Development of an efficient hydrogen infrastructure: The creation of the necessary hydrogen infrastructure is of particular importance. To this end, the Federal cabinet adopted the current amendment to the Energy Industry Act (EnWG) at the end of May, providing the legal and regulatory framework for the future hydrogen core network for Germany as the first expansion stage of the hydrogen infrastructure. By 2027/2028, a hydrogen start-up network with more than 1,800 kilometres of converted and newly built hydrogen lines will be set up in Germany via the IPCEI funding; Around 4,500 kilometres are added across Europe (European Hydrogen Backbone). All major generation, import and storage centres will be connected to the relevant customers by 2030.
Establishment of hydrogen applications in the sectors: By 2030, hydrogen and its derivatives will be used in particular for applications in industry, in heavy commercial vehicles1 and increasingly in aviation and shipping. In the electricity sector, hydrogen contributes to energy security; through gas-fired power plants that can be converted to climate-neutral gases (H2-ready) and through system-friendly electrolysers, in particular as variable and system-friendly stabilisers or flexible loads.
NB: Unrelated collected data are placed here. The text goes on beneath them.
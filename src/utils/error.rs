use thiserror::Error;

#[derive(Error, Debug)]
pub enum PricingError {
    #[error("IO error: {0}")]
    IoError(#[from] std::io::Error),

    #[error("Serialization error: {0}")]
    SerializationError(#[from] serde_json::Error),

    #[error("CSV export error: {0}")]
    CsvError(#[from] csv::Error),

    #[error("Configuration error: {message}")]
    ConfigError { message: String },

    #[error("Invalid configuration value for '{field}': '{value}' ({reason})")]
    InvalidConfigValueError {
        field: String,
        value: String,
        reason: String,
    },

    #[error("Missing required configuration: {field}")]
    MissingConfigError { field: String },

    #[error("No contract template selected")]
    MissingTemplate,

    #[error("No currency selected")]
    MissingCurrency,

    #[error("Invalid applicant count: {count}")]
    InvalidApplicantCount { count: i64 },

    #[error("Invalid price {price} for tier '{tier}' in table '{table}'")]
    InvalidTierPrice {
        table: String,
        tier: String,
        price: i64,
    },

    #[error("Due date out of range: {start} + {days} days")]
    DateOutOfRange { start: chrono::NaiveDate, days: u64 },

    #[error("Contract {contract_id} is signed; pricing is read-only")]
    ContractLocked { contract_id: String },

    #[error("Invalid contract state: {message}")]
    InvalidContractState { message: String },
}

#[derive(Debug, Clone, Copy, PartialEq, Eq)]
pub enum ErrorCategory {
    Input,
    Template,
    Lifecycle,
    Configuration,
    System,
}

#[derive(Debug, Clone, Copy, PartialEq, Eq, PartialOrd, Ord)]
pub enum ErrorSeverity {
    Low,
    Medium,
    High,
    Critical,
}

impl PricingError {
    pub fn category(&self) -> ErrorCategory {
        match self {
            PricingError::MissingCurrency
            | PricingError::InvalidApplicantCount { .. }
            | PricingError::DateOutOfRange { .. } => ErrorCategory::Input,
            PricingError::MissingTemplate | PricingError::InvalidTierPrice { .. } => {
                ErrorCategory::Template
            }
            PricingError::ContractLocked { .. } | PricingError::InvalidContractState { .. } => {
                ErrorCategory::Lifecycle
            }
            PricingError::ConfigError { .. }
            | PricingError::InvalidConfigValueError { .. }
            | PricingError::MissingConfigError { .. } => ErrorCategory::Configuration,
            PricingError::IoError(_)
            | PricingError::SerializationError(_)
            | PricingError::CsvError(_) => ErrorCategory::System,
        }
    }

    pub fn severity(&self) -> ErrorSeverity {
        match self.category() {
            ErrorCategory::Lifecycle => ErrorSeverity::Medium,
            ErrorCategory::Input | ErrorCategory::Template | ErrorCategory::Configuration => {
                ErrorSeverity::High
            }
            ErrorCategory::System => ErrorSeverity::Critical,
        }
    }

    pub fn recovery_suggestion(&self) -> &'static str {
        match self {
            PricingError::MissingTemplate => "Select a contract template before creating the contract",
            PricingError::MissingCurrency => "Select a currency before creating the contract",
            PricingError::InvalidApplicantCount { .. } => "Enter at least one applicant",
            PricingError::InvalidTierPrice { .. } => {
                "Fix the template's pricing tiers; prices must be zero or positive"
            }
            PricingError::DateOutOfRange { .. } => "Pick a realistic contract start date",
            PricingError::ContractLocked { .. } => {
                "Signed contracts cannot be repriced; create a new draft instead"
            }
            PricingError::InvalidContractState { .. } => "Check the contract status and retry",
            PricingError::ConfigError { .. }
            | PricingError::InvalidConfigValueError { .. }
            | PricingError::MissingConfigError { .. } => {
                "Check the quote configuration file against the documented format"
            }
            PricingError::IoError(_) => "Check that the file exists and is readable",
            PricingError::SerializationError(_) | PricingError::CsvError(_) => {
                "Re-run with --verbose and report the problem"
            }
        }
    }

    pub fn user_friendly_message(&self) -> String {
        match self.category() {
            ErrorCategory::Input => format!("The pricing request is incomplete: {}", self),
            ErrorCategory::Template => format!("The contract template cannot be priced: {}", self),
            ErrorCategory::Lifecycle => format!("The contract cannot be changed: {}", self),
            ErrorCategory::Configuration => format!("The configuration is invalid: {}", self),
            ErrorCategory::System => format!("An unexpected error occurred: {}", self),
        }
    }
}

pub type Result<T> = std::result::Result<T, PricingError>;

#[cfg(test)]
mod tests {
    use super::*;

    #[test]
    fn test_structural_errors_are_high_severity() {
        assert_eq!(PricingError::MissingTemplate.severity(), ErrorSeverity::High);
        assert_eq!(
            PricingError::InvalidApplicantCount { count: -2 }.category(),
            ErrorCategory::Input
        );
    }

    #[test]
    fn test_locked_contract_message() {
        let err = PricingError::ContractLocked {
            contract_id: "c-1".to_string(),
        };
        assert_eq!(err.severity(), ErrorSeverity::Medium);
        assert!(err.user_friendly_message().contains("c-1"));
    }
}
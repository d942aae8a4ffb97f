mod cli;
mod demo;
mod infra;
mod routes;
mod server;

use talent_ai::error::AppError;

pub async fn run() -> Result<(), AppError> {
    cli::run().await
}
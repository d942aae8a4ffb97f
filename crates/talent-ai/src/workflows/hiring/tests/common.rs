use std::collections::BTreeSet;
use std::sync::atomic::{AtomicUsize, Ordering};
use std::sync::{Arc, Mutex};

use async_trait::async_trait;
use axum::body::Body;
use axum::http::{header, Method, Request, StatusCode};
use axum::response::Response;
use serde_json::Value;
use tokio::sync::Notify;

use crate::config::PipelineConfig;
use crate::workflows::hiring::domain::{
    AiAnalysis, AiSuggestion, ApplicantRecord, CandidateProfile, ExperienceEntry, InterviewRound,
    JobId, JobPosting, PortfolioProject, SkillValidation, Stage, UserId,
};
use crate::workflows::hiring::gateway::{
    AnalysisRequest, ComparisonAnalysis, ComparisonRequest, FeedbackRequest, GatewayError,
    HeuristicInsightGateway, InsightGateway,
};
use crate::workflows::hiring::memory::{InMemoryApplicantStore, InMemoryDirectory};
use crate::workflows::hiring::notifications::{DispatchError, MessageDraft, NotificationDispatcher};
use crate::workflows::hiring::repository::{
    ApplicantPatch, ApplicantRepository, RepositoryError,
};
use crate::workflows::hiring::service::HiringPipelineService;

pub(super) type TestService =
    HiringPipelineService<InMemoryApplicantStore, InMemoryDirectory, ScriptedGateway, MemoryDispatcher>;

pub(super) fn job_id() -> JobId {
    JobId::from("job-founding-eng")
}

pub(super) fn ursula() -> UserId {
    UserId::from("u-ursula")
}

pub(super) fn victor() -> UserId {
    UserId::from("u-victor")
}

pub(super) fn wendy() -> UserId {
    UserId::from("u-wendy")
}

pub(super) fn priya() -> UserId {
    UserId::from("u-priya")
}

pub(super) fn xavier() -> UserId {
    UserId::from("u-xavier")
}

pub(super) fn technical_interview() -> Stage {
    Stage::Interview("Technical Interview".to_string())
}

pub(super) fn founder_chat() -> Stage {
    Stage::Interview("Founder Chat".to_string())
}

pub(super) fn job() -> JobPosting {
    JobPosting {
        id: job_id(),
        title: "Founding Engineer".to_string(),
        company_name: "Acme Labs".to_string(),
        description: "Own the ledger platform end to end.".to_string(),
        required_skills: vec![
            "Rust".to_string(),
            "TypeScript".to_string(),
            "Postgres".to_string(),
        ],
        interview_rounds: vec![
            InterviewRound {
                name: "Technical Interview".to_string(),
                description: "Pair on a small service.".to_string(),
            },
            InterviewRound {
                name: "Founder Chat".to_string(),
                description: String::new(),
            },
        ],
    }
}

fn profile(user_id: UserId, name: &str, skills: &[&str]) -> CandidateProfile {
    CandidateProfile {
        user_id,
        name: name.to_string(),
        title: "Software Engineer".to_string(),
        email: None,
        phone: None,
        skills: skills.iter().map(|skill| skill.to_string()).collect(),
        experience: Vec::new(),
        portfolio: Vec::new(),
        vision: String::new(),
    }
}

pub(super) fn candidates() -> Vec<CandidateProfile> {
    let mut ursula = profile(ursula(), "Ursula Lin", &["Rust", "Postgres", "TypeScript"]);
    ursula.email = Some("ursula@example.com".to_string());
    ursula.phone = Some("+1 555 0100".to_string());
    ursula.portfolio = vec![
        PortfolioProject {
            name: "Budget CLI".to_string(),
            description: "Personal finance tool".to_string(),
            url: None,
            is_featured: false,
        },
        PortfolioProject {
            name: "Ledger Sync".to_string(),
            description: "Rust service syncing ledgers into Postgres".to_string(),
            url: Some("https://github.com/ursula/ledger-sync".to_string()),
            is_featured: true,
        },
    ];
    ursula.vision = "Build calm, reliable financial infrastructure.".to_string();

    let mut victor = profile(victor(), "Victor Hale", &["Go"]);
    victor.experience = vec![ExperienceEntry {
        role: "Backend Engineer".to_string(),
        company: "Flux".to_string(),
        description: "Operated Postgres replicas".to_string(),
    }];

    let mut wendy = profile(wendy(), "Wendy Park", &["typescript", "React"]);
    wendy.portfolio = vec![
        PortfolioProject {
            name: "Design System".to_string(),
            description: "Component library".to_string(),
            url: None,
            is_featured: false,
        },
        PortfolioProject {
            name: "Checkout".to_string(),
            description: "Payments UI".to_string(),
            url: None,
            is_featured: false,
        },
    ];
    wendy.vision = "x".repeat(200);

    let mut priya = profile(priya(), "Priya Nair", &["Rust", "TypeScript"]);
    priya.portfolio = vec![PortfolioProject {
        name: "Query Planner".to_string(),
        description: "Toy SQL planner".to_string(),
        url: None,
        is_featured: true,
    }];
    priya.vision = "Developer tools that teach.".to_string();

    let mut xavier = profile(xavier(), "Xavier Cole", &["Rust", "TypeScript", "Postgres"]);
    xavier.vision = "Small teams, sharp tools.".to_string();

    vec![ursula, victor, wendy, priya, xavier]
}

pub(super) fn directory() -> InMemoryDirectory {
    candidates()
        .into_iter()
        .fold(InMemoryDirectory::default().with_job(job()), |directory, candidate| {
            directory.with_candidate(candidate)
        })
}

pub(super) fn analysis(fit_score: u8, validated: &[&str], missing: &[&str]) -> AiAnalysis {
    let skill_validation = validated
        .iter()
        .map(|skill| SkillValidation {
            skill: skill.to_string(),
            has_evidence: true,
            evidence: format!("Shipped {skill} in production"),
        })
        .chain(missing.iter().map(|skill| SkillValidation {
            skill: skill.to_string(),
            has_evidence: false,
            evidence: String::new(),
        }))
        .collect();

    AiAnalysis {
        fit_score,
        summary: format!("Scored {fit_score}"),
        strengths: Vec::new(),
        weaknesses: Vec::new(),
        skill_validation,
        project_deep_dive: String::new(),
        culture_alignment: String::new(),
        interview_questions: Vec::new(),
        ai_suggestion: AiSuggestion::from_fit_score(fit_score),
    }
}

pub(super) fn record(user_id: UserId, stage: Stage) -> ApplicantRecord {
    ApplicantRecord::applied(job_id(), user_id).with_status(stage)
}

pub(super) fn scored(user_id: UserId, stage: Stage, fit_score: u8) -> ApplicantRecord {
    record(user_id, stage).with_analysis(analysis(fit_score, &["Rust"], &["Postgres"]))
}

/// Gateway that delegates to the heuristic implementation with injectable failures and gates.
#[derive(Default)]
pub(super) struct ScriptedGateway {
    inner: HeuristicInsightGateway,
    failing_analysis: BTreeSet<UserId>,
    failing_feedback: BTreeSet<UserId>,
    analysis_gate: Option<Arc<Notify>>,
    feedback_gate: Option<Arc<Notify>>,
    fit_override: Option<u8>,
    analysis_calls: AtomicUsize,
    comparison_calls: AtomicUsize,
    feedback_calls: AtomicUsize,
}

impl ScriptedGateway {
    pub(super) fn fail_analysis_for(mut self, user_id: UserId) -> Self {
        self.failing_analysis.insert(user_id);
        self
    }

    pub(super) fn fail_feedback_for(mut self, user_id: UserId) -> Self {
        self.failing_feedback.insert(user_id);
        self
    }

    pub(super) fn gate_analysis(mut self, gate: Arc<Notify>) -> Self {
        self.analysis_gate = Some(gate);
        self
    }

    pub(super) fn gate_feedback(mut self, gate: Arc<Notify>) -> Self {
        self.feedback_gate = Some(gate);
        self
    }

    pub(super) fn with_fit_score(mut self, fit_score: u8) -> Self {
        self.fit_override = Some(fit_score);
        self
    }

    pub(super) fn analysis_calls(&self) -> usize {
        self.analysis_calls.load(Ordering::SeqCst)
    }

    pub(super) fn comparison_calls(&self) -> usize {
        self.comparison_calls.load(Ordering::SeqCst)
    }

    pub(super) fn feedback_calls(&self) -> usize {
        self.feedback_calls.load(Ordering::SeqCst)
    }
}

#[async_trait]
impl InsightGateway for ScriptedGateway {
    async fn analyze_applicant(
        &self,
        request: AnalysisRequest,
    ) -> Result<AiAnalysis, GatewayError> {
        self.analysis_calls.fetch_add(1, Ordering::SeqCst);
        if let Some(gate) = &self.analysis_gate {
            gate.notified().await;
        }
        if self.failing_analysis.contains(&request.applicant.user_id) {
            return Err(GatewayError::Transport("model timed out".to_string()));
        }
        let mut analysis = self.inner.analyze_applicant(request).await?;
        if let Some(fit_score) = self.fit_override {
            analysis.fit_score = fit_score;
            analysis.ai_suggestion = AiSuggestion::from_fit_score(fit_score);
        }
        Ok(analysis)
    }

    async fn compare_applicants(
        &self,
        request: ComparisonRequest,
    ) -> Result<ComparisonAnalysis, GatewayError> {
        self.comparison_calls.fetch_add(1, Ordering::SeqCst);
        self.inner.compare_applicants(request).await
    }

    async fn generate_rejection_feedback(
        &self,
        request: FeedbackRequest,
    ) -> Result<String, GatewayError> {
        self.feedback_calls.fetch_add(1, Ordering::SeqCst);
        if let Some(gate) = &self.feedback_gate {
            gate.notified().await;
        }
        if self.failing_feedback.contains(&request.applicant.user_id) {
            return Err(GatewayError::Transport("feedback model unavailable".to_string()));
        }
        self.inner.generate_rejection_feedback(request).await
    }
}

#[derive(Default)]
pub(super) struct MemoryDispatcher {
    sent: Mutex<Vec<MessageDraft>>,
    unreachable: BTreeSet<UserId>,
}

impl MemoryDispatcher {
    pub(super) fn unreachable(user_id: UserId) -> Self {
        Self {
            sent: Mutex::new(Vec::new()),
            unreachable: BTreeSet::from([user_id]),
        }
    }

    pub(super) fn sent(&self) -> Vec<MessageDraft> {
        self.sent.lock().expect("dispatcher mutex poisoned").clone()
    }
}

impl NotificationDispatcher for MemoryDispatcher {
    fn send(&self, message: MessageDraft) -> Result<(), DispatchError> {
        if self.unreachable.contains(&message.recipient) {
            return Err(DispatchError::Unreachable(message.recipient));
        }
        self.sent
            .lock()
            .expect("dispatcher mutex poisoned")
            .push(message);
        Ok(())
    }
}

pub(super) struct UnavailableStore;

impl ApplicantRepository for UnavailableStore {
    fn insert(&self, _record: ApplicantRecord) -> Result<ApplicantRecord, RepositoryError> {
        Err(RepositoryError::Unavailable("database offline".to_string()))
    }

    fn fetch(
        &self,
        _job_id: &JobId,
        _user_id: &UserId,
    ) -> Result<Option<ApplicantRecord>, RepositoryError> {
        Err(RepositoryError::Unavailable("database offline".to_string()))
    }

    fn list(&self, _job_id: &JobId) -> Result<Vec<ApplicantRecord>, RepositoryError> {
        Err(RepositoryError::Unavailable("database offline".to_string()))
    }

    fn update(
        &self,
        _job_id: &JobId,
        _user_id: &UserId,
        _patch: &ApplicantPatch,
    ) -> Result<ApplicantRecord, RepositoryError> {
        Err(RepositoryError::Unavailable("database offline".to_string()))
    }
}

pub(super) struct Harness {
    pub(super) service: Arc<TestService>,
    pub(super) store: InMemoryApplicantStore,
    pub(super) gateway: Arc<ScriptedGateway>,
    pub(super) dispatcher: Arc<MemoryDispatcher>,
}

impl Harness {
    pub(super) fn stored(&self, user_id: &UserId) -> ApplicantRecord {
        self.store
            .fetch(&job_id(), user_id)
            .expect("fetch succeeds")
            .expect("record present")
    }
}

pub(super) fn harness_with(
    gateway: ScriptedGateway,
    dispatcher: MemoryDispatcher,
    config: PipelineConfig,
    records: Vec<ApplicantRecord>,
) -> Harness {
    let store = InMemoryApplicantStore::default();
    let gateway = Arc::new(gateway);
    let dispatcher = Arc::new(dispatcher);
    let service = Arc::new(HiringPipelineService::new(
        Arc::new(store.clone()),
        Arc::new(directory()),
        gateway.clone(),
        dispatcher.clone(),
        config,
    ));
    for record in records {
        service.admit_record(record).expect("seed record admitted");
    }
    Harness {
        service,
        store,
        gateway,
        dispatcher,
    }
}

pub(super) fn harness(records: Vec<ApplicantRecord>) -> Harness {
    harness_with(
        ScriptedGateway::default(),
        MemoryDispatcher::default(),
        PipelineConfig::default(),
        records,
    )
}

pub(super) fn unavailable_service(
) -> Arc<HiringPipelineService<UnavailableStore, InMemoryDirectory, ScriptedGateway, MemoryDispatcher>>
{
    Arc::new(HiringPipelineService::new(
        Arc::new(UnavailableStore),
        Arc::new(directory()),
        Arc::new(ScriptedGateway::default()),
        Arc::new(MemoryDispatcher::default()),
        PipelineConfig::default(),
    ))
}

pub(super) async fn read_json_body(response: Response) -> Value {
    let body = axum::body::to_bytes(response.into_body(), 64 * 1024)
        .await
        .expect("read body");
    serde_json::from_slice(&body).expect("json payload")
}

pub(super) async fn assert_error_response(response: Response, status: StatusCode, code: &str) {
    assert_eq!(response.status(), status);
    let payload = read_json_body(response).await;
    assert_eq!(payload.get("code").and_then(Value::as_str), Some(code));
}

pub(super) fn json_request(method: Method, uri: &str, body: Value) -> Request<Body> {
    Request::builder()
        .method(method)
        .uri(uri)
        .header(header::CONTENT_TYPE, "application/json")
        .body(Body::from(serde_json::to_vec(&body).expect("serialize body")))
        .expect("build request")
}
For the perspective use of hydrogen in the central and decentralised heat supply, the framework conditions are currently being further developed in the GEG, in heat planning and in the European gas market package.
Germany will be the leading provider of hydrogen technologies by 2030: German providers will expand their technology leadership and offer the entire value chain of hydrogen technologies from production (e.g. electrolysers) to the various applications (e.g. fuel cell technology).
Creation of suitable framework conditions: Coherent legal requirements at national, European and, if possible, international level support the market ramp-up. In particular, this includes efficient planning and approval procedures, uniform standards and certification systems, and administration that is adequately equipped and coordinated at all levels.
Importstrategy: Since the beginning of the legislative period, the Federal Government has been working hard to ensure the availability of hydrogen through imports from partner countries in addition to ramping up domestic production. For this purpose, an import strategy for hydrogen and its derivatives is being developed in parallel. This also takes into account sustainability criteria in the sense of the global goals for sustainable development. The import strategy will send a message to partner countries that Germany wants to enter into global partnerships, enable reliable supply chains to Germany, establish sustainable standards and be available as a technology partner. This spring, the German government reached an agreement with Norway on the long-term supply of hydrogen.
1Vehicles in class N3 have the largest carbon reduction potential.